Web-based technology offers an alternative training model for EBPs that may be more feasible and acceptable, particularly in resource-limited settings like juvenile justice. A technology-based training tool has the potential to address two well-documented implementation barriers. First, it is more cost effective by allowing staff flexibility in when, how, and where they complete the training. Individual staff can engage without assembling in groups, which can mitigate adverse impact on organizational operations. Second, a technology-based training tool allows refreshers and retraining on-demand at no additional cost because the organization can refer staff back to the tool. Understanding whether a technology-based training tool is feasible and acceptable, leads to knowledge of the material and curriculum, engages the learner, and is sufficient to achieve intervention fidelity is critical to move this model forward.

This study features the development and evaluation of a prototype of a technology-based training tool for PHAT Life. We report on learner knowledge and implementation outcomes, including use, adoption, implementation, acceptability, appropriateness, sustainability, satisfaction, and intervention fidelity. We expected trainees to engage with the modules, learn the curriculum and achieve fidelity, and perceive the training tool as satisfactory and feasible for implementing in their youth service settings.

Development of the Technology-Based Training Tool

The technology-based training tool entailed close collaboration between the academic team who created PHAT Life and the industry team who developed the tool. The final prototype uses dynamic multimedia presentations and an interactive self-paced course to teach group facilitator skills and curricular material. Development of the tool followed nine steps.
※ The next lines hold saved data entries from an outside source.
//! # Money Module
//!
//! Provides the `Money` and `Quantity` types for handling sale arithmetic safely.
//!
//! ## Why Integer Money?
//! ```text
//! ┌─────────────────────────────────────────────────────────────────────────┐
//! │  THE FLOATING POINT PROBLEM                                             │
//! │                                                                         │
//! │  In floating point:                                                     │
//! │    0.1 + 0.2 = 0.30000000000000004  ❌ WRONG!                           │
//! │                                                                         │
//! │  OUR SOLUTION: Integer minor units                                      │
//! │    Money     = i64 cents            (2 fractional digits)               │
//! │    Quantity  = i64 milli-units      (3 fractional digits)               │
//! │                                                                         │
//! │  The ONLY place rounding happens is quantity × unit price, and it is    │
//! │  always round-half-up to the cent.                                      │
//! └─────────────────────────────────────────────────────────────────────────┘
//! ```
//!
//! ## Usage
//! ```rust
//! use tally_core::money::{Money, Quantity};
//!
//! let price: Money = "120".parse().unwrap();
//! let qty = Quantity::from_units(2);
//! assert_eq!(price.times_quantity(qty).unwrap().cents(), 24000);
//!
//! // Weight-based goods: 0.375 kg at 12.99/kg = 4.87125 → 4.87
//! let kilo_price = Money::from_cents(1299);
//! let weight: Quantity = "0.375".parse().unwrap();
//! assert_eq!(kilo_price.times_quantity(weight).unwrap().cents(), 487);
//! ```
//!
//! ## Bounds
//! Every amount a sale stores (prices, line totals, sale totals, payments)
//! stays within `±MAX_MONEY_CENTS`. Arithmetic that could leave that range
//! returns a `ValidationError::OutOfRange` instead of wrapping.

use serde::{Deserialize, Serialize};
use std::fmt;
use std::ops::{Add, Sub};
use std::str::FromStr;
use ts_rs::TS;

use crate::error::ValidationError;
use crate::types::TaxRate;

/// Largest amount, in cents, any single value or sale total may hold
/// (9 999 999 999.99).
pub const MAX_MONEY_CENTS: i64 = 999_999_999_999;

fn out_of_range(field: &str) -> ValidationError {
    ValidationError::OutOfRange {
        field: field.to_string(),
        min: Money::from_cents(-MAX_MONEY_CENTS).to_string(),
        max: Money::from_cents(MAX_MONEY_CENTS).to_string(),
    }
}

/// Narrows an i128 intermediate to cents, refusing anything past the ceiling.
fn bounded_cents(field: &str, value: i128) -> Result<Money, ValidationError> {
    i64::try_from(value)
        .ok()
        .filter(|cents| cents.abs() <= MAX_MONEY_CENTS)
        .map(Money)
        .ok_or_else(|| out_of_range(field))
}

/// Divides with round-half-up (half away from zero) semantics.
///
/// `denominator` must be positive.
fn div_round_half_up(numerator: i128, denominator: i128) -> i128 {
    let half = denominator / 2;
    if numerator >= 0 {
        (numerator + half) / denominator
    } else {
        -((-numerator + half) / denominator)
    }
}

/// Parses a plain decimal literal (`"12"`, `"12.5"`, `"-0.75"`) into an
/// integer scaled by `10^scale`.
///
/// Digits beyond `scale` are either rounded half-up (`round_excess = true`)
/// or rejected.
fn parse_scaled(
    field: &str,
    input: &str,
    scale: u32,
    round_excess: bool,
) -> Result<i64, ValidationError> {
    let invalid = |reason: &str| ValidationError::InvalidFormat {
        field: field.to_string(),
        reason: reason.to_string(),
    };

    let text = input.trim();
    let (negative, unsigned) = match text.strip_prefix('-') {
        Some(rest) => (true, rest),
        None => (false, text.strip_prefix('+').unwrap_or(text)),
    };

    let (int_part, frac_part) = match unsigned.split_once('.') {
        Some((i, f)) => (i, f),
        None => (unsigned, ""),
    };

    if int_part.is_empty() && frac_part.is_empty() {
        return Err(invalid("must be a decimal number"));
    }
    if !int_part.chars().all(|c| c.is_ascii_digit()) || !frac_part.chars().all(|c| c.is_ascii_digit())
    {
        return Err(invalid("must be a decimal number"));
    }

    let scale_usize = scale as usize;
    if frac_part.len() > scale_usize && !round_excess {
        return Err(invalid(&format!("at most {} fractional digits allowed", scale)));
    }

    let factor = 10i128.pow(scale);
    let mut value: i128 = 0;
    for c in int_part.chars() {
        value = value
            .checked_mul(10)
            .and_then(|v| v.checked_add(c as i128 - '0' as i128))
            .ok_or_else(|| invalid("value is too large"))?;
        if value > i64::MAX as i128 {
            return Err(invalid("value is too large"));
        }
    }
    value *= factor;

    let kept: String = frac_part.chars().take(scale_usize).collect();
    let mut frac_value: i128 = 0;
    for (i, c) in kept.chars().enumerate() {
        frac_value += (c as i128 - '0' as i128) * 10i128.pow(scale - 1 - i as u32);
    }
    value += frac_value;

    // Half-up only needs the first discarded digit
    if let Some(next) = frac_part.chars().nth(scale_usize) {
        if next >= '5' {
            value += 1;
        }
    }

    if value > i64::MAX as i128 {
        return Err(invalid("value is too large"));
    }

    let value = value as i64;
    Ok(if negative { -value } else { value })
}

// =============================================================================
// Money Type
// =============================================================================

/// Represents a monetary value in cents (the smallest currency unit).
///
/// ## Design Decisions
/// - **i64 (signed)**: intermediate differences (`paid - net`) can be negative;
///   everything persisted on a sale is clamped to `>= 0`
/// - **Single field tuple struct**: zero-cost abstraction over i64
/// - **Serde**: serialized as integer cents
#[derive(Debug, Clone, Copy, PartialEq, Eq, PartialOrd, Ord, Hash, Serialize, Deserialize, TS)]
#[ts(export)]
pub struct Money(i64);

impl Money {
    /// Creates a Money value from cents.
    ///
    /// ## Example
    /// ```rust
    /// use tally_core::money::Money;
    ///
    /// let price = Money::from_cents(1099); // 10.99
    /// assert_eq!(price.cents(), 1099);
    /// ```
    #[inline]
    pub const fn from_cents(cents: i64) -> Self {
        Money(cents)
    }

    /// Creates a Money value from whole currency units.
    #[inline]
    pub const fn from_units(units: i64) -> Self {
        Money(units * 100)
    }

    /// Parses a decimal amount, rounding half-up to 2 fractional digits.
    ///
    /// `field` names the input in the resulting validation error.
    ///
    /// ## Example
    /// ```rust
    /// use tally_core::money::Money;
    ///
    /// assert_eq!(Money::parse("amount", "240").unwrap().cents(), 24000);
    /// assert_eq!(Money::parse("amount", "0.125").unwrap().cents(), 13);
    /// assert!(Money::parse("amount", "12,50").is_err());
    /// assert!(Money::parse("amount", "10000000000").is_err());
    /// ```
    pub fn parse(field: &str, input: &str) -> Result<Self, ValidationError> {
        let cents = parse_scaled(field, input, 2, true)?;
        bounded_cents(field, i128::from(cents))
    }

    /// Returns the value in cents.
    #[inline]
    pub const fn cents(&self) -> i64 {
        self.0
    }

    /// Returns the major unit portion.
    #[inline]
    pub const fn major(&self) -> i64 {
        self.0 / 100
    }

    /// Returns the minor unit portion (always 0-99).
    #[inline]
    pub const fn minor(&self) -> i64 {
        (self.0 % 100).abs()
    }

    /// Returns zero money value.
    #[inline]
    pub const fn zero() -> Self {
        Money(0)
    }

    /// Checks if the value is zero.
    #[inline]
    pub const fn is_zero(&self) -> bool {
        self.0 == 0
    }

    /// Checks if the value is positive (greater than zero).
    #[inline]
    pub const fn is_positive(&self) -> bool {
        self.0 > 0
    }

    /// Checks if the value is negative (less than zero).
    #[inline]
    pub const fn is_negative(&self) -> bool {
        self.0 < 0
    }

    /// Checks that the value lies within `±MAX_MONEY_CENTS`.
    #[inline]
    pub const fn is_within_limit(&self) -> bool {
        self.0 >= -MAX_MONEY_CENTS && self.0 <= MAX_MONEY_CENTS
    }

    /// Adds two amounts, failing when the result leaves the money range.
    pub fn checked_add(self, other: Money, field: &str) -> Result<Money, ValidationError> {
        bounded_cents(field, i128::from(self.0) + i128::from(other.0))
    }

    /// Sums amounts, failing as soon as the running total leaves the money range.
    ///
    /// ## Example
    /// ```rust
    /// use tally_core::money::{Money, MAX_MONEY_CENTS};
    ///
    /// let parts = [Money::from_cents(150), Money::from_cents(250)];
    /// assert_eq!(Money::checked_sum("total_paid", parts).unwrap().cents(), 400);
    ///
    /// let huge = [Money::from_cents(MAX_MONEY_CENTS), Money::from_cents(1)];
    /// assert!(Money::checked_sum("total_paid", huge).is_err());
    /// ```
    pub fn checked_sum(
        field: &str,
        amounts: impl IntoIterator<Item = Money>,
    ) -> Result<Money, ValidationError> {
        amounts
            .into_iter()
            .try_fold(Money::zero(), |acc, m| acc.checked_add(m, field))
    }

    /// Returns `max(0, self)`.
    #[inline]
    pub const fn clamp_non_negative(&self) -> Self {
        if self.0 < 0 {
            Money(0)
        } else {
            Money(self.0)
        }
    }

    /// Multiplies a unit price by a fractional quantity.
    ///
    /// ## Rounding
    /// ```text
    /// cents × milli-units / 1000  →  round half up  →  cents
    ///
    /// 12.99 × 0.375 = 4.87125  → 4.87
    /// 0.01  × 0.500 = 0.005    → 0.01
    /// ```
    ///
    /// ## Errors
    /// `OutOfRange` on `gross_total` when the product leaves the money range.
    pub fn times_quantity(&self, qty: Quantity) -> Result<Money, ValidationError> {
        let raw = i128::from(self.0) * i128::from(qty.milli());
        bounded_cents(
            "gross_total",
            div_round_half_up(raw, i128::from(Quantity::SCALE)),
        )
    }

    /// Calculates tax on this amount, rounding half-up to the cent.
    ///
    /// ## Example
    /// ```rust
    /// use tally_core::money::Money;
    /// use tally_core::types::TaxRate;
    ///
    /// let base = Money::from_cents(1000); // 10.00
    /// let rate = TaxRate::from_bps(825);  // 8.25%
    ///
    /// // 10.00 × 8.25% = 0.825 → 0.83
    /// assert_eq!(base.calculate_tax(rate).unwrap().cents(), 83);
    /// ```
    pub fn calculate_tax(&self, rate: TaxRate) -> Result<Money, ValidationError> {
        let raw = i128::from(self.0) * i128::from(rate.bps());
        bounded_cents("tax_value", div_round_half_up(raw, 10_000))
    }
}

/// Shows money as a plain two-decimal number (`"235.00"`, `"-5.50"`).
///
/// ## Note
/// Currency symbols are a presentation concern (receipt options).
impl fmt::Display for Money {
    fn fmt(&self, f: &mut fmt::Formatter<'_>) -> fmt::Result {
        let sign = if self.0 < 0 { "-" } else { "" };
        write!(f, "{}{}.{:02}", sign, self.major().abs(), self.minor())
    }
}

impl FromStr for Money {
    type Err = ValidationError;

    fn from_str(s: &str) -> Result<Self, Self::Err> {
        Money::parse("amount", s)
    }
}

impl Default for Money {
    fn default() -> Self {
        Money::zero()
    }
}

impl Add for Money {
    type Output = Self;

    #[inline]
    fn add(self, other: Self) -> Self {
        Money(self.0 + other.0)
    }
}

impl Sub for Money {
    type Output = Self;

    #[inline]
    fn sub(self, other: Self) -> Self {
        Money(self.0 - other.0)
    }
}

// =============================================================================
// Quantity Type
// =============================================================================

/// A line quantity with 3 fractional digits, stored as milli-units.
///
/// ## Examples
/// ```text
/// 2 units      → Quantity(2000)
/// 0.375 kg     → Quantity(375)
/// 1.5 m        → Quantity(1500)
/// ```
#[derive(Debug, Clone, Copy, PartialEq, Eq, PartialOrd, Ord, Hash, Serialize, Deserialize, TS)]
#[ts(export)]
pub struct Quantity(i64);

impl Quantity {
    /// Milli-units per whole unit.
    pub const SCALE: i64 = 1000;

    /// Creates a quantity from milli-units.
    #[inline]
    pub const fn from_milli(milli: i64) -> Self {
        Quantity(milli)
    }

    /// Creates a quantity from whole units.
    #[inline]
    pub const fn from_units(units: i64) -> Self {
        Quantity(units * Self::SCALE)
    }

    /// Parses a decimal quantity with at most 3 fractional digits.
    pub fn parse(field: &str, input: &str) -> Result<Self, ValidationError> {
        parse_scaled(field, input, 3, false).map(Quantity)
    }

    /// Returns the value in milli-units.
    #[inline]
    pub const fn milli(&self) -> i64 {
        self.0
    }

    /// Checks if the quantity is positive.
    #[inline]
    pub const fn is_positive(&self) -> bool {
        self.0 > 0
    }
}

/// Shows the shortest exact form: `2`, `1.5`, `0.375`.
impl fmt::Display for Quantity {
    fn fmt(&self, f: &mut fmt::Formatter<'_>) -> fmt::Result {
        let sign = if self.0 < 0 { "-" } else { "" };
        let abs = self.0.abs();
        let whole = abs / Self::SCALE;
        let frac = abs % Self::SCALE;
        if frac == 0 {
            return write!(f, "{}{}", sign, whole);
        }
        let digits = format!("{:03}", frac);
        write!(f, "{}{}.{}", sign, whole, digits.trim_end_matches('0'))
    }
}

impl FromStr for Quantity {
    type Err = ValidationError;

    fn from_str(s: &str) -> Result<Self, Self::Err> {
        Quantity::parse("quantity", s)
    }
}

// =============================================================================
// Unit Tests
// =============================================================================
First, the industry team created an outline of the PHAT Life in-person training for translation into the technology-based tool. Using this outline, trained PHAT Life facilitators and research staff produced text to guide video vignettes of intervention activities and demonstrate facilitator skills. A two-person production team traveled to the research site and filmed two expert PHAT Life facilitators delivering the curriculum to 5 mock participants. The videos were then edited to create 25 clips that were subsequently inserted into the training tool as examples of how to deliver the intervention. For the prototype, the team built an introduction and two of the most challenging PHAT Life sessions. This resulted in five distinct modules (see Table 1).

Table 1. Training tool modules.
Module titleModule componentsWebpages, n
IntroductionPHATa Life curriculum overview and logistics, interviews with key personnel, adolescent development6
Being a PHAT Life facilitatorInterview with lead PHAT Life trainer; facilitator interpersonal and professional qualities: maintaining fidelity, being prepared and nonjudgmental, communicating effectively, collaborating with cofacilitators, acknowledging own background and limitations13
Setup and breakdownOverview of PHAT Life manual, materials, and activities that occur in all PHAT Life sessions: Body Scan, Outside/Inside Check-In, How Much Do I Want to Be Here, Group & Personal Goals, Action Agreement, Confidentiality, HIV/AIDS Frame, and Parking Lot27
Session 1: Anatomy and condom basicsGroup Road Map, “The Monster” movie, Female and Male Reproductive Anatomy, Condom Types, External Condoms: 10 Step Game, External Condom Practice, and Condom Practice Under the Influence27
Session 2: Risk and vulnerabilityVirus Carrier Handshake; Risk Spectrum; Sexually Transmitted Infections; HIV/AIDS 20 Quick Fire Facts; High Risk, Low Risk, No Risk; and “Walking on Sunshine” movie26

aPHAT: Preventing HIV/AIDS Among Teens.

Next, text was created for each of the five modules based on the PHAT Life curriculum and training materials. The text also described the video clips, pointed out facilitator skills, and brought attention to facilitation strategies. Each web page was reviewed by several team members for ease of access, comprehension, and usability. Once the text was finalized, a team member with voice recording experience created audio narrations to accompany each page and accommodate literacy concerns (see Figure 1).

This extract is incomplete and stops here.